One long-held baseball belief claims that some players just aren't cut out to play in New York, where the media pressure is constant and the fans demand nothing but the best.
These days, playing in Boston is no different. Hub fans have come to expect excellence from the Red Sox now that the Curse of the Bambino is over and done with, and the Boston media is renowned for being both ubiquitous and hard to deal with.
Crawford spent the first nine seasons of his career in Tampa Bay, a place that couldn't be more different than Boston. Rays players don't have to put up with nearly the same kind of media scrutiny that Boston players do, and they play in front of a fanbase that only shows up in droves when the Rays are in the playoffs (or if there are free tickets being offered).
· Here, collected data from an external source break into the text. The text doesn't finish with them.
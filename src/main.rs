mod config;
mod dataset;
mod http;
mod merchant;
mod models;
mod orchestrator;
mod payload;
mod processor;
mod runner;
#[cfg(test)]
mod test_support;

use clap::Parser;
use config::{ApiEndpoints, RunOptions, Settings};
use eyre::WrapErr;
use models::UpdateMode;
use orchestrator::{MAX_WORKERS, MIN_WORKERS, RunReport, RunRequest};
use payload::PayloadTemplate;
use runner::{RunListener, RunState, Runner};
use std::{
    path::{Path, PathBuf},
    process::ExitCode,
    sync::Arc,
    time::Duration,
};
use tokio::sync::mpsc;
use tracing::{error, info, warn};
use tracing_appender::{
    non_blocking::WorkerGuard,
    rolling::{InitError, RollingFileAppender, Rotation},
};
use tracing_subscriber::{EnvFilter, fmt, layer::SubscriberExt, util::SubscriberInitExt};

const LOG_FILE_PREFIX: &str = "update";
const LOG_FILE_SUFFIX: &str = "log";

/// Bulk-update merchant product records from an xlsx or CSV sheet.
#[derive(Debug, Parser)]
#[command(name = "merchant-bulk-update", version)]
struct Cli {
    /// Source table. Results go to `<stem>_result.<ext>` next to it.
    input: PathBuf,

    /// Rows processed concurrently.
    #[arg(short, long, default_value_t = 5, value_parser = parse_workers)]
    workers: usize,

    #[arg(short, long, value_enum, default_value_t = UpdateMode::Marketplace)]
    mode: UpdateMode,

    /// Directory holding account.json and config.json.
    #[arg(long, env = "BULK_CONFIG_DIR")]
    config_dir: Option<PathBuf>,

    /// Seconds between status polling rounds.
    #[arg(long)]
    poll_interval: Option<u64>,

    /// Stop polling after this many rounds.
    #[arg(long)]
    max_poll_rounds: Option<u32>,

    /// Only poll rows already marked updating.
    #[arg(long)]
    skip_submit: bool,
}

fn parse_workers(raw: &str) -> Result<usize, String> {
    let workers: usize = raw.parse().map_err(|_| format!("`{raw}` is not a number"))?;
    if (MIN_WORKERS..=MAX_WORKERS).contains(&workers) {
        Ok(workers)
    } else {
        Err(format!("must be between {MIN_WORKERS} and {MAX_WORKERS}"))
    }
}

/// Forwards the single terminal notification to `main`.
struct ChannelListener {
    tx: mpsc::UnboundedSender<String>,
}

impl RunListener for ChannelListener {
    fn on_completed(&self, report: &RunReport) {
        let _ = self.tx.send(format!(
            "completed: {} success, {} failed, {} still updating ({})",
            report.summary.success,
            report.summary.failed,
            report.summary.updating,
            report.output.display()
        ));
    }

    fn on_failed(&self, message: &str) {
        let _ = self.tx.send(format!("failed: {message}"));
    }

    fn on_stopped(&self, report: Option<&RunReport>) {
        let _ = self.tx.send(match report {
            Some(report) => format!("stopped: partial results in {}", report.output.display()),
            None => "stopped".to_string(),
        });
    }
}

#[tokio::main]
async fn main() -> ExitCode {
    let _ = dotenvy::dotenv();
    let _log_guard = init_tracing();
    match run().await {
        Ok(code) => code,
        Err(err) => {
            error!(target = "bulk.cli", "bulk update aborted: {err:#}");
            ExitCode::FAILURE
        }
    }
}

async fn run() -> eyre::Result<ExitCode> {
    let cli = Cli::parse();
    let config_dir = cli.config_dir.as_deref();
    let settings = Settings::load(config_dir).wrap_err("loading account settings")?;
    let template = PayloadTemplate::load(config_dir).wrap_err("loading payload template")?;

    let mut options = RunOptions::from_env();
    if let Some(secs) = cli.poll_interval {
        options.poll_interval = Duration::from_secs(secs);
    }
    if cli.max_poll_rounds.is_some() {
        options.max_poll_rounds = cli.max_poll_rounds;
    }
    options.skip_submit = cli.skip_submit;

    let runner = Runner::new(settings, template, ApiEndpoints::from_env(), options);
    let (tx, mut rx) = mpsc::unbounded_channel();
    let handle = runner.start(
        RunRequest {
            input: cli.input,
            workers: cli.workers,
            mode: cli.mode,
        },
        Arc::new(ChannelListener { tx }),
    );

    let message = tokio::select! {
        message = rx.recv() => message,
        _ = tokio::signal::ctrl_c() => {
            warn!(target = "bulk.cli", "interrupt received, finishing in-flight rows");
            handle.request_stop();
            rx.recv().await
        }
    };
    let state = handle.wait().await;
    if let Some(message) = message {
        info!(target = "bulk.cli", "{message}");
    }
    Ok(match state {
        RunState::Completed { .. } => ExitCode::SUCCESS,
        RunState::Stopped { .. } => ExitCode::from(130),
        RunState::Failed { .. } | RunState::Running => ExitCode::FAILURE,
    })
}

/// Console output plus `logs/update.log` (or `$BULK_LOG_DIR/update.log`).
/// The returned guard flushes the file writer when dropped.
fn init_tracing() -> Option<WorkerGuard> {
    let filter = EnvFilter::try_from_default_env().unwrap_or_else(|_| EnvFilter::new("info"));
    let log_dir = std::env::var("BULK_LOG_DIR")
        .map(PathBuf::from)
        .unwrap_or_else(|_| PathBuf::from("logs"));
    let (file_layer, guard, file_error) = match log_appender(&log_dir) {
        Ok(appender) => {
            let (writer, guard) = tracing_appender::non_blocking(appender);
            let layer = fmt::layer().with_ansi(false).with_writer(writer);
            (Some(layer), Some(guard), None)
        }
        Err(err) => (None, None, Some(err)),
    };
    let _ = tracing_subscriber::registry()
        .with(filter)
        .with(fmt::layer())
        .with(file_layer)
        .try_init();
    if let Some(err) = file_error {
        warn!(target = "bulk.cli", dir = %log_dir.display(), error = %err, "file logging disabled");
    }
    guard
}

fn log_appender(dir: &Path) -> Result<RollingFileAppender, InitError> {
    RollingFileAppender::builder()
        .rotation(Rotation::NEVER)
        .filename_prefix(LOG_FILE_PREFIX)
        .filename_suffix(LOG_FILE_SUFFIX)
        .build(dir)
}
use crate::config::{ConfigError, TEMPLATE_FILE, locate, read_json};
use crate::merchant::SearchResponse;
use serde_json::{Map, Value, json};
use std::path::Path;
use thiserror::Error;
use tracing::info;

const PRODUCT_KEY: &str = "product";
const ADDITIONAL_KEY: &str = "additional";
const LINK_TARGET_KEY: &str = "hktv";
const CATEGORY_CODE_KEY: &str = "primary_category_code";
const CATEGORY_KEY: &str = "primary_category";
const WAREHOUSE_KEY: &str = "warehouse_id";
const MARKETPLACE_KEY: &str = "external_platform";

#[derive(Debug, Error, PartialEq, Eq)]
pub enum PayloadError {
    #[error("empty search result")]
    EmptySearchResult,
    #[error("search record is not an object")]
    MalformedRecord,
    #[error("payload template has no `product` object")]
    MissingProduct,
}

/// Mode-specific linkage overlaid on every payload. Exactly one is applied.
#[derive(Debug, Clone, PartialEq, Eq)]
pub enum Linkage {
    Warehouse {
        warehouse_id: String,
    },
    Marketplace {
        product_id: String,
        sku_id: Option<String>,
    },
}

/// The externally configured request shape. Loaded once, never mutated;
/// every build starts from a deep copy.
#[derive(Debug, Clone)]
pub struct PayloadTemplate {
    document: Value,
}

impl PayloadTemplate {
    pub fn load(config_dir: Option<&Path>) -> Result<Self, ConfigError> {
        let path = locate(TEMPLATE_FILE, config_dir)?;
        let document: Value = read_json(&path)?;
        let template =
            Self::from_value(document).map_err(|_| ConfigError::TemplateShape { path: path.clone() })?;
        info!(target = "bulk.config", path = %path.display(), "payload template loaded");
        Ok(template)
    }

    /// Rejects documents without a `product` object, since the linkage block
    /// could not be applied to them.
    pub fn from_value(document: Value) -> Result<Self, PayloadError> {
        if !document.get(PRODUCT_KEY).is_some_and(Value::is_object) {
            return Err(PayloadError::MissingProduct);
        }
        Ok(Self { document })
    }

    #[cfg(test)]
    pub fn document(&self) -> &Value {
        &self.document
    }
}

pub struct PayloadBuilder {
    template: PayloadTemplate,
    marketplace_label: String,
}

impl PayloadBuilder {
    pub fn new(template: PayloadTemplate, marketplace_label: impl Into<String>) -> Self {
        Self {
            template,
            marketplace_label: marketplace_label.into(),
        }
    }

    /// Merges the first search record into a copy of the template, then
    /// applies the linkage block.
    pub fn build(&self, search: &SearchResponse, linkage: &Linkage) -> Result<Value, PayloadError> {
        let record = search
            .first_record()
            .ok_or(PayloadError::EmptySearchResult)?
            .as_object()
            .ok_or(PayloadError::MalformedRecord)?;

        let mut payload = self.template.document.clone();
        let product = payload
            .get_mut(PRODUCT_KEY)
            .and_then(Value::as_object_mut)
            .ok_or(PayloadError::MissingProduct)?;

        let keys: Vec<String> = product.keys().cloned().collect();
        for key in keys {
            if key == ADDITIONAL_KEY {
                if let Some(target) = link_target_mut(product) {
                    overlay_link_target(target, record);
                }
            } else if let Some(value) = record.get(&key) {
                product.insert(key, value.clone());
            }
        }

        let mut additional = take_object(product, ADDITIONAL_KEY);
        let mut target = take_object(&mut additional, LINK_TARGET_KEY);
        match linkage {
            Linkage::Warehouse { warehouse_id } => {
                target.insert(WAREHOUSE_KEY.to_string(), json!(warehouse_id));
                target.remove(MARKETPLACE_KEY);
            }
            Linkage::Marketplace { product_id, sku_id } => {
                target.remove(WAREHOUSE_KEY);
                target.insert(
                    MARKETPLACE_KEY.to_string(),
                    json!({
                        "source": [self.marketplace_label],
                        "product_id": product_id,
                        "sku_id": sku_id,
                    }),
                );
            }
        }
        additional.insert(LINK_TARGET_KEY.to_string(), Value::Object(target));
        product.insert(ADDITIONAL_KEY.to_string(), Value::Object(additional));
        Ok(payload)
    }
}

fn link_target_mut(product: &mut Map<String, Value>) -> Option<&mut Map<String, Value>> {
    product
        .get_mut(ADDITIONAL_KEY)?
        .as_object_mut()?
        .get_mut(LINK_TARGET_KEY)?
        .as_object_mut()
}

fn take_object(map: &mut Map<String, Value>, key: &str) -> Map<String, Value> {
    match map.remove(key) {
        Some(Value::Object(inner)) => inner,
        _ => Map::new(),
    }
}

/// Only keys present in both the template and the source are copied. The
/// category code is derived from the source's nested category object.
fn overlay_link_target(target: &mut Map<String, Value>, record: &Map<String, Value>) {
    let Some(source) = record
        .get(ADDITIONAL_KEY)
        .and_then(|a| a.get(LINK_TARGET_KEY))
        .and_then(Value::as_object)
    else {
        return;
    };

    let keys: Vec<String> = target.keys().cloned().collect();
    for key in keys {
        if key == CATEGORY_CODE_KEY {
            let code = source
                .get(CATEGORY_KEY)
                .and_then(|c| c.get("category_code"))
                .filter(|c| !c.is_null() && c.as_str() != Some(""));
            if let Some(code) = code {
                target.insert(key, code.clone());
            }
        } else if let Some(value) = source.get(&key) {
            target.insert(key, value.clone());
        }
    }
}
Nobody will ever get Crawford to admit that he's just not cut out for life in Boston, but that's the kind of thing one can't help but be skeptical about. He struggled mainly due to mechanical and mental problems in 2011, but it could be that he struggled because he was a fish out of water.
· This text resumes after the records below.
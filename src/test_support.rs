//! In-process `ProductApi` used by the processor, orchestrator and runner tests.

use crate::merchant::{MerchantError, ProductApi, SearchResponse, StatusResponse, SubmitResponse};
use crate::payload::{PayloadBuilder, PayloadTemplate};
use async_trait::async_trait;
use serde_json::{Value, json};
use std::collections::{HashMap, HashSet, VecDeque};
use std::sync::Mutex;
use std::sync::atomic::{AtomicUsize, Ordering};
use std::time::Duration;
use tokio_util::sync::CancellationToken;

pub fn builder() -> PayloadBuilder {
    PayloadBuilder::new(
        PayloadTemplate::from_value(json!({
            "product": {
                "sku_id": "",
                "sku_name": "",
                "additional": {
                    "hktv": {"store_sku_id": "", "warehouse_id": "", "external_platform": null}
                }
            }
        }))
        .unwrap(),
        "TMALL",
    )
}

#[derive(Default)]
pub struct FakeApi {
    products: HashMap<String, Value>,
    submit_responses: HashMap<String, Value>,
    statuses: Mutex<HashMap<String, VecDeque<Value>>>,
    failing_search: HashSet<String>,
    failing_login: bool,
    cancel_on_submit: Option<(usize, CancellationToken)>,
    search_delay: Option<Duration>,
    submits: AtomicUsize,
    calls: Mutex<Vec<String>>,
}

impl FakeApi {
    pub fn with_product(mut self, identifier: &str) -> Self {
        self.products.insert(
            identifier.to_string(),
            json!({
                "sku_id": identifier,
                "sku_name": format!("item {identifier}"),
                "additional": {"hktv": {"store_sku_id": identifier}}
            }),
        );
        self
    }

    pub fn with_submit_response(mut self, identifier: &str, response: Value) -> Self {
        self.submit_responses
            .insert(identifier.to_string(), response);
        self
    }

    /// Each poll pops the next entry; the last one repeats.
    pub fn with_statuses(self, record_id: &str, entries: Vec<Value>) -> Self {
        self.statuses
            .lock()
            .unwrap()
            .insert(record_id.to_string(), entries.into());
        self
    }

    pub fn with_failing_search(mut self, identifier: &str) -> Self {
        self.failing_search.insert(identifier.to_string());
        self
    }

    pub fn with_failing_login(mut self) -> Self {
        self.failing_login = true;
        self
    }

    /// Cancels `token` while the `nth` submit (1-based) is in flight.
    pub fn cancel_on_submit(mut self, nth: usize, token: CancellationToken) -> Self {
        self.cancel_on_submit = Some((nth, token));
        self
    }

    pub fn with_search_delay(mut self, delay: Duration) -> Self {
        self.search_delay = Some(delay);
        self
    }

    pub fn calls(&self) -> Vec<String> {
        self.calls.lock().unwrap().clone()
    }

    pub fn count(&self, prefix: &str) -> usize {
        self.calls()
            .iter()
            .filter(|call| call.starts_with(prefix))
            .count()
    }

    fn record(&self, call: String) {
        self.calls.lock().unwrap().push(call);
    }
}

fn request_error(method: &str, url: &str) -> MerchantError {
    MerchantError::Request {
        method: method.to_string(),
        url: url.to_string(),
        status: Some(502),
        attempts: 3,
        detail: "HTTP 502".to_string(),
    }
}

#[async_trait]
impl ProductApi for FakeApi {
    async fn authenticate(&self) -> Result<(), MerchantError> {
        if self.failing_login {
            return Err(MerchantError::Authentication {
                status: 401,
                body: "bad credentials".to_string(),
            });
        }
        Ok(())
    }

    async fn search(&self, identifier: &str) -> Result<SearchResponse, MerchantError> {
        self.record(format!("search:{identifier}"));
        if let Some(delay) = self.search_delay {
            tokio::time::sleep(delay).await;
        }
        if self.failing_search.contains(identifier) {
            return Err(request_error("POST", "/search"));
        }
        let data = self.products.get(identifier).cloned().into_iter().collect();
        Ok(serde_json::from_value(json!({ "data": Value::Array(data) })).unwrap())
    }

    async fn submit(&self, payload: &Value) -> Result<SubmitResponse, MerchantError> {
        let identifier = payload["product"]["sku_id"].as_str().unwrap_or_default().to_string();
        self.record(format!("submit:{identifier}"));
        let nth = self.submits.fetch_add(1, Ordering::SeqCst) + 1;
        if let Some((at, token)) = &self.cancel_on_submit
            && *at == nth
        {
            token.cancel();
        }
        let response = self
            .submit_responses
            .get(&identifier)
            .cloned()
            .unwrap_or_else(|| json!({"status": 1, "data": {"recordId": format!("r-{identifier}")}}));
        Ok(serde_json::from_value(response).unwrap())
    }

    async fn fetch_status(&self, record_id: &str) -> Result<StatusResponse, MerchantError> {
        self.record(format!("status:{record_id}"));
        let mut statuses = self.statuses.lock().unwrap();
        let entry = match statuses.get_mut(record_id) {
            Some(queue) if queue.len() > 1 => queue.pop_front(),
            Some(queue) => queue.front().cloned(),
            None => None,
        };
        let data: Vec<Value> = entry.into_iter().collect();
        Ok(serde_json::from_value(json!({ "data": data })).unwrap())
    }
}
All of this is reason enough to believe that Crawford could benefit from a change of scenery.
We can also factor in the reality that Crawford's game doesn't really fit in Boston's home ballpark. Fenway Park favors lefty hitters with opposite field power strokes more than it favors line drive hitters who love to hit balls into the gaps.
That's what Crawford does best. He's not the kind of player who's going to pepper the Green Monster with line drives on a regular basis.
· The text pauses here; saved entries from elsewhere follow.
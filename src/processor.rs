use crate::dataset::Dataset;
use crate::merchant::models::{ERROR_SEPARATOR, StatusEntry};
use crate::merchant::{MerchantError, ProductApi};
use crate::models::{
    MARKETPLACE_PRODUCT_COLUMN, MARKETPLACE_SKU_COLUMN, RECORD_ID_COLUMN, RowStatus, RowUpdate,
    UpdateMode, WAREHOUSE_COLUMN,
};
use crate::payload::{Linkage, PayloadBuilder, PayloadError};
use thiserror::Error;
use tokio_util::sync::CancellationToken;

/// Row-scoped failures. Their `Display` text becomes the row's error message.
#[derive(Debug, Error)]
pub enum RowError {
    #[error("missing identifier")]
    MissingIdentifier,
    #[error("missing {0}")]
    MissingValue(&'static str),
    #[error("missing record id")]
    MissingRecordId,
    #[error(transparent)]
    Payload(#[from] PayloadError),
    #[error(transparent)]
    Api(#[from] MerchantError),
    #[error("{0}")]
    Rejected(String),
    #[error("update accepted without a record id")]
    AcceptedWithoutRecordId,
    #[error("empty status response")]
    EmptyStatus,
    #[error("stopped before submit")]
    Stopped,
}

#[derive(Debug, Clone, PartialEq, Eq)]
pub enum RowOutcome {
    /// Nothing to do for this row in the current phase.
    Skipped,
    /// Failed while a stop was in progress; left as it was.
    Unresolved,
    Resolved(RowUpdate),
}

/// Everything a worker needs from its row, copied out before dispatch.
#[derive(Debug, Clone, PartialEq, Eq)]
pub struct RowJob {
    pub index: usize,
    pub identifier: String,
    pub status: RowStatus,
    pub record_id: String,
    mode: UpdateMode,
    primary: String,
    secondary: String,
}

impl RowJob {
    pub fn from_dataset(data: &Dataset, index: usize, mode: UpdateMode) -> Self {
        let (primary, secondary) = match mode {
            UpdateMode::Marketplace => (
                data.value(index, MARKETPLACE_PRODUCT_COLUMN),
                data.value(index, MARKETPLACE_SKU_COLUMN),
            ),
            UpdateMode::Warehouse => (data.value(index, WAREHOUSE_COLUMN), ""),
        };
        Self {
            index,
            identifier: data.identifier(index).to_string(),
            status: data.status(index),
            record_id: data.value(index, RECORD_ID_COLUMN).trim().to_string(),
            mode,
            primary: primary.to_string(),
            secondary: secondary.to_string(),
        }
    }

    fn linkage(&self) -> Result<Linkage, RowError> {
        match self.mode {
            UpdateMode::Marketplace if self.primary.is_empty() => {
                Err(RowError::MissingValue(MARKETPLACE_PRODUCT_COLUMN))
            }
            UpdateMode::Marketplace => Ok(Linkage::Marketplace {
                product_id: self.primary.clone(),
                sku_id: (!self.secondary.is_empty()).then(|| self.secondary.clone()),
            }),
            UpdateMode::Warehouse if self.primary.is_empty() => {
                Err(RowError::MissingValue(WAREHOUSE_COLUMN))
            }
            UpdateMode::Warehouse => Ok(Linkage::Warehouse {
                warehouse_id: self.primary.clone(),
            }),
        }
    }
}

/// Submit phase for one row: search, build, submit.
pub async fn submit_row(
    api: &dyn ProductApi,
    builder: &PayloadBuilder,
    job: &RowJob,
    cancel: &CancellationToken,
) -> RowOutcome {
    if job.status.is_terminal() || job.status == RowStatus::Updating {
        return RowOutcome::Skipped;
    }
    match try_submit(api, builder, job, cancel).await {
        Ok(record_id) => RowOutcome::Resolved(RowUpdate::updating(record_id)),
        Err(_) if cancel.is_cancelled() => RowOutcome::Unresolved,
        Err(err) => RowOutcome::Resolved(RowUpdate::failed(err.to_string())),
    }
}

async fn try_submit(
    api: &dyn ProductApi,
    builder: &PayloadBuilder,
    job: &RowJob,
    cancel: &CancellationToken,
) -> Result<String, RowError> {
    if job.identifier.is_empty() {
        return Err(RowError::MissingIdentifier);
    }
    let linkage = job.linkage()?;
    let search = api.search(&job.identifier).await?;
    let payload = builder.build(&search, &linkage)?;
    if cancel.is_cancelled() {
        return Err(RowError::Stopped);
    }
    let response = api.submit(&payload).await?;
    if !response.is_accepted() {
        return Err(RowError::Rejected(response.error_text()));
    }
    response.record_id().ok_or(RowError::AcceptedWithoutRecordId)
}

/// Poll phase for one row: fetch and map the backend status.
pub async fn check_row(
    api: &dyn ProductApi,
    job: &RowJob,
    cancel: &CancellationToken,
) -> RowOutcome {
    if job.status != RowStatus::Updating {
        return RowOutcome::Skipped;
    }
    match try_check(api, job).await {
        Ok(update) => RowOutcome::Resolved(update),
        Err(_) if cancel.is_cancelled() => RowOutcome::Unresolved,
        Err(err) => RowOutcome::Resolved(RowUpdate::failed(err.to_string())),
    }
}

async fn try_check(api: &dyn ProductApi, job: &RowJob) -> Result<RowUpdate, RowError> {
    if job.record_id.is_empty() {
        return Err(RowError::MissingRecordId);
    }
    let response = api.fetch_status(&job.record_id).await?;
    let entry = response.first_entry().ok_or(RowError::EmptyStatus)?;
    Ok(map_backend_status(entry))
}

/// Unrecognized backend states count as still updating.
pub fn map_backend_status(entry: &StatusEntry) -> RowUpdate {
    let raw = entry.status.as_deref().unwrap_or("").trim().to_lowercase();
    match raw.as_str() {
        "success" => RowUpdate::success(),
        "fail" | "failed" => {
            let messages = entry.error_messages();
            if messages.is_empty() {
                RowUpdate::failed("update failed")
            } else {
                RowUpdate::failed(messages.join(ERROR_SEPARATOR))
            }
        }
        _ => RowUpdate::still_updating(),
    }
}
Crawford therefore could benefit from both a new city and a new ballpark. He's the ultimate change of scenery candidate.
Crawford is overshadowed in Boston. Elsewhere, he could be a marketable star.
Crawford certainly has the salary of a superstar, as he's on the books for roughly $20 million per season. But in Boston, he's more of a complementary player than he is a superstar.
David Ortiz is the biggest star on the Red Sox, and has been for close to a decade at this point. Dustin Pedroia is a fan favorite who won the AL MVP award in 2008. Jacoby Ellsbury nearly won the AL MVP award in 2011. Adrian Gonzalez was brilliant in his first season with the Red Sox in 2011 after arriving in Boston via an offseason trade.
On the mound, the Red Sox have one of the top left-handers in baseball in Jon Lester, who fans love because he's a cancer survivor that went on to become a World Series hero in 2007. Josh Beckett was also a World Series hero that year. Clay Buchholz is a homegrown star who pitched a no-hitter in just his second career start.
Crawford played on some good teams towards the end of his career in Tampa Bay, but he never played on a team as star-studded as the Red Sox. Among his Boston teammates, Crawford's star power does not stand out.
If he were to be moved to another team, this would change.
If a team were to acquire Crawford, they would immediately start marketing him him as a must-see superstar. Think along the lines of what the Los Angeles Dodgers did after they acquired Manny Ramirez in 2008 with the whole "Mannywood" movement. A Crawford trade could generate that kind of buzz.
Any team that acquires Crawford would therefore be getting a steal from both a baseball perspective and a business perspective. Fans tend to overlook the business side of things, but it's pretty darned important.
Especially when it comes to players with huge salaries like Crawford.